** Stored data entries **
· · · · · · ·
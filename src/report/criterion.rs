//! Filters and base conditions assigned to a report.

use crate::relation::{NodeId, Relation};
use crate::sql::Expr;

/// A restriction on the records a report covers.
///
/// Predicates are node-bound ([`crate::sql::field`]); they are bound to
/// table aliases only when the query is built.
#[derive(Debug, Clone, PartialEq)]
pub enum Criterion {
    /// Predicate over the root table alone.
    Predicate(Expr),
    /// Predicate over the nodes of a relation rooted at the report's table.
    /// A relation with joins is resolved to a key list before the main query.
    Scope {
        relation: Relation,
        predicate: Option<Expr>,
    },
}

impl Criterion {
    pub fn predicate(expr: Expr) -> Self {
        Criterion::Predicate(expr)
    }

    pub fn scope(relation: Relation, predicate: Expr) -> Self {
        Criterion::Scope {
            relation,
            predicate: Some(predicate),
        }
    }

    /// Every record reachable through `relation` (inner joins drop the rest).
    pub fn within(relation: Relation) -> Self {
        Criterion::Scope {
            relation,
            predicate: None,
        }
    }

    pub fn kind(&self) -> &'static str {
        match self {
            Criterion::Predicate(_) => "predicate",
            Criterion::Scope { .. } => "scope",
        }
    }
}

/// First node `expr` mentions that is not below `node_count`.
pub(crate) fn foreign_node(expr: &Expr, node_count: usize) -> Option<NodeId> {
    expr.nodes().into_iter().find(|n| n.0 >= node_count)
}
/// One field of a column definition.
#[derive(Debug, Clone, PartialEq, Eq, Serialize, Deserialize)]
#[serde(deny_unknown_fields)]
pub struct FieldDef {
    /// Slash-delimited association path from the entity; empty for the root.
    #[serde(default)]
    pub path: String,
    #[serde(default)]
    pub joins: Vec<JoinDef>,
    pub field: String,
    /// Row-level expression over the field, e.g. `{ coalesce = [0] }` or `{ mul = { field = "quantity" } }`.
    #[serde(default)]
    pub transform: Option<FieldOp>,
    #[serde(default)]
    pub aggregate: Option<AggregateFn>,
}

impl FieldDef {
    pub fn new(path: &str, field: &str) -> Self {
        Self {
            path: path.into(),
            joins: vec![],
            field: field.into(),
            transform: None,
            aggregate: None,
        }
    }

    pub fn aggregate(mut self, aggregate: AggregateFn) -> Self {
        self.aggregate = Some(aggregate);
        self
    }

    pub fn transform(mut self, op: FieldOp) -> Self {
        self.transform = Some(op);
        self
    }

    pub fn join(mut self, join: JoinDef) -> Self {
        self.joins.push(join);
        self
    }
}

/// A registered report column.
#[derive(Debug, Clone, PartialEq, Serialize, Deserialize)]
#[serde(deny_unknown_fields)]
pub struct ColumnDefinition {
    pub name: String,
    /// Inferred from the field when omitted.
    #[serde(default)]
    pub kind: Option<ColumnKind>,
    #[serde(default)]
    pub label: Option<String>,
    /// Defaults to the root field named like the column.
    #[serde(default)]
    pub fields: Vec<FieldDef>,
    #[serde(default)]
    pub format: FormatOptions,
}

impl ColumnDefinition {
    pub fn new(name: &str) -> Self {
        Self {
            name: name.into(),
            kind: None,
            label: None,
            fields: vec![],
            format: FormatOptions::default(),
        }
    }

    pub fn kind(mut self, kind: ColumnKind) -> Self {
        self.kind = Some(kind);
        self
    }

    pub fn label(mut self, label: &str) -> Self {
        self.label = Some(label.into());
        self
    }

    pub fn field(mut self, field: FieldDef) -> Self {
        self.fields.push(field);
        self
    }
}
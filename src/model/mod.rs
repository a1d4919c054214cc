//! Report data model: cell values, column kinds, formatting, columns.
//!
//! - [`value`] - raw and cast cell values
//! - [`kind`] - the closed set of column kinds with their cast/format rules
//! - [`format`] - user formatting options
//! - [`field`] - field references into relations
//! - [`column`] - named report columns

pub mod column;
pub mod field;
pub mod format;
pub mod kind;
pub mod value;

pub use column::Column;
pub use field::{AggregateFn, FieldOp, FieldRef, FieldSpec, Operand};
pub use format::{DurationFormat, FormatOptions, FormatParams};
pub use kind::ColumnKind;
pub use value::{RowKey, Value};

use thiserror::Error;

pub type ModelResult<T> = Result<T, ModelError>;

#[derive(Debug, Clone, PartialEq, Eq, Error)]
pub enum ModelError {
    #[error("column '{column}' reads field '{field}', which no query projected")]
    MissingProjection { column: String, field: String },
}
//! # reportkit
//!
//! Tabular and grouped reports over relational data, with columns reached
//! through associations and SQL aggregates, without join-induced row
//! duplication.
//!
//! ## Architecture
//!
//! ```text
//! ┌─────────────────────────────────────────────────────────┐
//! │        Schema (entities, associations, columns)          │
//! └─────────────────────────────────────────────────────────┘
//!                          │
//!                          ▼ [report]
//! ┌─────────────────────────────────────────────────────────┐
//! │     Columns → FieldRefs (relation + field, singular?)    │
//! └─────────────────────────────────────────────────────────┘
//!                          │
//!                          ▼ [planner]
//! ┌─────────────────────────────────────────────────────────┐
//! │   BucketList: bucketize → consolidate → join trees       │
//! └─────────────────────────────────────────────────────────┘
//!                          │
//!                          ▼ [executor]
//! ┌─────────────────────────────────────────────────────────┐
//! │   main query, then one query per extra bucket (by key)   │
//! └─────────────────────────────────────────────────────────┘
//!                          │
//!                          ▼ [table]
//! ┌─────────────────────────────────────────────────────────┐
//! │        Table → Groups → summaries, JSON export           │
//! └─────────────────────────────────────────────────────────┘
//! ```

pub mod cache;
pub mod config;
pub mod executor;
pub mod model;
pub mod planner;
pub mod relation;
pub mod report;
pub mod schema;
pub mod sql;
pub mod table;

/// Re-exports for convenient usage.
pub mod prelude {
    pub use crate::cache::IndexCache;
    pub use crate::config::{ConnectionConfig, Settings};
    pub use crate::executor::{QueryExecutor, QueryLog, SqliteExecutor};
    pub use crate::model::{AggregateFn, Column, ColumnKind, FormatOptions, Value};
    pub use crate::relation::{ColumnRef, NodeId, Relation};
    pub use crate::report::{Criterion, Report, ReportContext, ReportError, ReportResult};
    pub use crate::schema::{Association, Entity, Schema};
    pub use crate::sql::{
        col, field, lit_bool, lit_float, lit_int, lit_null, lit_str, Dialect, Expr, ExprExt, SortDir,
    };
    pub use crate::table::{Aggregate, Group, Grouping, Node, Table};
}
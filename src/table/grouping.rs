//! Grouping of sorted rows into a tree with per-group summaries.

use std::sync::Arc;

use once_cell::sync::OnceCell;

use super::{Aggregate, Node, Table, TableError, TableResult};
use crate::model::{Column, Value};

/// One grouping level: the key column, the aggregates summarised per
/// group, and optionally the next level.
#[derive(Debug, Clone, PartialEq, Eq)]
pub struct Grouping {
    column: String,
    aggregates: Vec<Aggregate>,
    child: Option<Box<Grouping>>,
}

impl Grouping {
    pub fn new(column: &str) -> Self {
        Self {
            column: column.into(),
            aggregates: vec![],
            child: None,
        }
    }

    pub fn aggregate(mut self, aggregate: Aggregate) -> Self {
        self.aggregates.push(aggregate);
        self
    }

    /// Group every run again by `child`, below the deepest level so far.
    pub fn then(mut self, child: Grouping) -> Self {
        self.child = Some(Box::new(match self.child.take() {
            Some(existing) => existing.then(child),
            None => child,
        }));
        self
    }

    pub fn column(&self) -> &str {
        &self.column
    }

    pub fn aggregates(&self) -> &[Aggregate] {
        &self.aggregates
    }

    /// Split `table` into groups of contiguous equal keys.
    ///
    /// Rows are not sorted here: a key that comes back after another key
    /// starts a new group.
    pub fn group(&self, table: &Table) -> TableResult<Vec<Group>> {
        self.group_rows(table.rows().to_vec(), table.columns(), table.level())
    }

    fn group_rows(
        &self,
        rows: Vec<Vec<Value>>,
        columns: &[Arc<Column>],
        level: usize,
    ) -> TableResult<Vec<Group>> {
        let idx = columns
            .iter()
            .position(|c| c.name() == self.column)
            .ok_or_else(|| TableError::UnknownColumn(self.column.clone()))?;
        let key_column = &columns[idx];
        let remaining: Vec<Arc<Column>> = columns
            .iter()
            .enumerate()
            .filter(|(i, _)| *i != idx)
            .map(|(_, c)| Arc::clone(c))
            .collect();

        let mut groups = Vec::new();
        let mut run: Vec<Vec<Value>> = Vec::new();
        for row in rows {
            if run.first().is_some_and(|first| first[idx] != row[idx]) {
                let done = std::mem::take(&mut run);
                groups.push(self.create_group(done, idx, key_column, &remaining, level)?);
            }
            run.push(row);
        }
        if !run.is_empty() {
            groups.push(self.create_group(run, idx, key_column, &remaining, level)?);
        }
        Ok(groups)
    }

    fn create_group(
        &self,
        run: Vec<Vec<Value>>,
        idx: usize,
        key_column: &Column,
        columns: &[Arc<Column>],
        level: usize,
    ) -> TableResult<Group> {
        let key = run[0][idx].clone();
        let rows: Vec<Vec<Value>> = run
            .into_iter()
            .map(|mut row| {
                row.remove(idx);
                row
            })
            .collect();

        let children = match &self.child {
            Some(child) => child
                .group_rows(rows, columns, level + 1)?
                .into_iter()
                .map(Reportable::Group)
                .collect(),
            None => vec![Reportable::Table(Table::with_level(
                rows,
                columns.to_vec(),
                level + 1,
            )?)],
        };

        Ok(Group {
            name: key_column.format(&key),
            key,
            children,
            columns: columns.to_vec(),
            level,
            aggregates: self.aggregates.clone(),
            summary: OnceCell::new(),
        })
    }
}

/// A child of a group: a nested group or a table of rows.
#[derive(Debug, Clone)]
pub enum Reportable {
    Group(Group),
    Table(Table),
}

impl Reportable {
    pub fn aggregate(&self, aggregate: &Aggregate) -> Value {
        match self {
            Reportable::Group(g) => g.aggregate(aggregate),
            Reportable::Table(t) => t.aggregate(aggregate),
        }
    }

    pub fn traverse<'a>(&'a self, visit: &mut dyn FnMut(Node<'a>)) {
        match self {
            Reportable::Group(g) => g.traverse(visit),
            Reportable::Table(t) => t.traverse(visit),
        }
    }

    /// Data rows below this node.
    pub fn row_count(&self) -> usize {
        match self {
            Reportable::Group(g) => g.row_count(),
            Reportable::Table(t) => t.len(),
        }
    }
}

/// Rows sharing one key, with a summary computed on first use.
#[derive(Debug, Clone)]
pub struct Group {
    name: String,
    key: Value,
    children: Vec<Reportable>,
    columns: Vec<Arc<Column>>,
    level: usize,
    aggregates: Vec<Aggregate>,
    summary: OnceCell<Table>,
}

impl Group {
    /// The key, formatted by the grouping column.
    pub fn name(&self) -> &str {
        &self.name
    }

    pub fn key(&self) -> &Value {
        &self.key
    }

    pub fn children(&self) -> &[Reportable] {
        &self.children
    }

    pub fn columns(&self) -> &[Arc<Column>] {
        &self.columns
    }

    pub fn level(&self) -> usize {
        self.level
    }

    pub fn aggregates(&self) -> &[Aggregate] {
        &self.aggregates
    }

    pub fn row_count(&self) -> usize {
        self.children.iter().map(Reportable::row_count).sum()
    }

    /// Reduce the children's own reductions.
    pub fn aggregate(&self, aggregate: &Aggregate) -> Value {
        aggregate.reduce(self.children.iter().map(|c| c.aggregate(aggregate)).collect())
    }

    /// One row: each column's aggregate, NULL where none is defined.
    pub fn summary(&self) -> &Table {
        self.summary.get_or_init(|| {
            let row = self
                .columns
                .iter()
                .map(|col| {
                    self.aggregates
                        .iter()
                        .find(|a| a.column() == col.name())
                        .map_or(Value::Null, |a| self.aggregate(a))
                })
                .collect();
            Table::summary(row, self.columns.clone(), self.level)
        })
    }

    /// Depth-first: this group, every child, then the summary.
    pub fn traverse<'a>(&'a self, visit: &mut dyn FnMut(Node<'a>)) {
        visit(Node::Group(self));
        for child in &self.children {
            child.traverse(visit);
        }
        visit(Node::Table(self.summary()));
    }
}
· · · · · · ·
** Task brief **
From the opening line of the data above, please print each line as written up to and including the line that contains "pub struct FieldDef", and nothing more.

** Task response **
filename src/report/criterion.rs
//! Filters and base conditions assigned to a report.

use crate::relation::{NodeId, Relation};
use crate::sql::Expr;

/// A restriction on the records a report covers.
///
/// Predicates are node-bound ([`crate::sql::field`]); they are bound to
/// table aliases only when the query is built.
#[derive(Debug, Clone, PartialEq)]
pub enum Criterion {
    /// Predicate over the root table alone.
    Predicate(Expr),
    /// Predicate over the nodes of a relation rooted at the report's table.
    /// A relation with joins is resolved to a key list before the main query.
    Scope {
        relation: Relation,
        predicate: Option<Expr>,
    },
}

impl Criterion {
    pub fn predicate(expr: Expr) -> Self {
        Criterion::Predicate(expr)
    }

    pub fn scope(relation: Relation, predicate: Expr) -> Self {
        Criterion::Scope {
            relation,
            predicate: Some(predicate),
        }
    }

    /// Every record reachable through `relation` (inner joins drop the rest).
    pub fn within(relation: Relation) -> Self {
        Criterion::Scope {
            relation,
            predicate: None,
        }
    }

    pub fn kind(&self) -> &'static str {
        match self {
            Criterion::Predicate(_) => "predicate",
            Criterion::Scope { .. } => "scope",
        }
    }
}

/// First node `expr` mentions that is not below `node_count`.
pub(crate) fn foreign_node(expr: &Expr, node_count: usize) -> Option<NodeId> {
    expr.nodes().into_iter().find(|n| n.0 >= node_count)
}
/// One field of a column definition.
#[derive(Debug, Clone, PartialEq, Eq, Serialize, Deserialize)]
#[serde(deny_unknown_fields)]
pub struct FieldDef {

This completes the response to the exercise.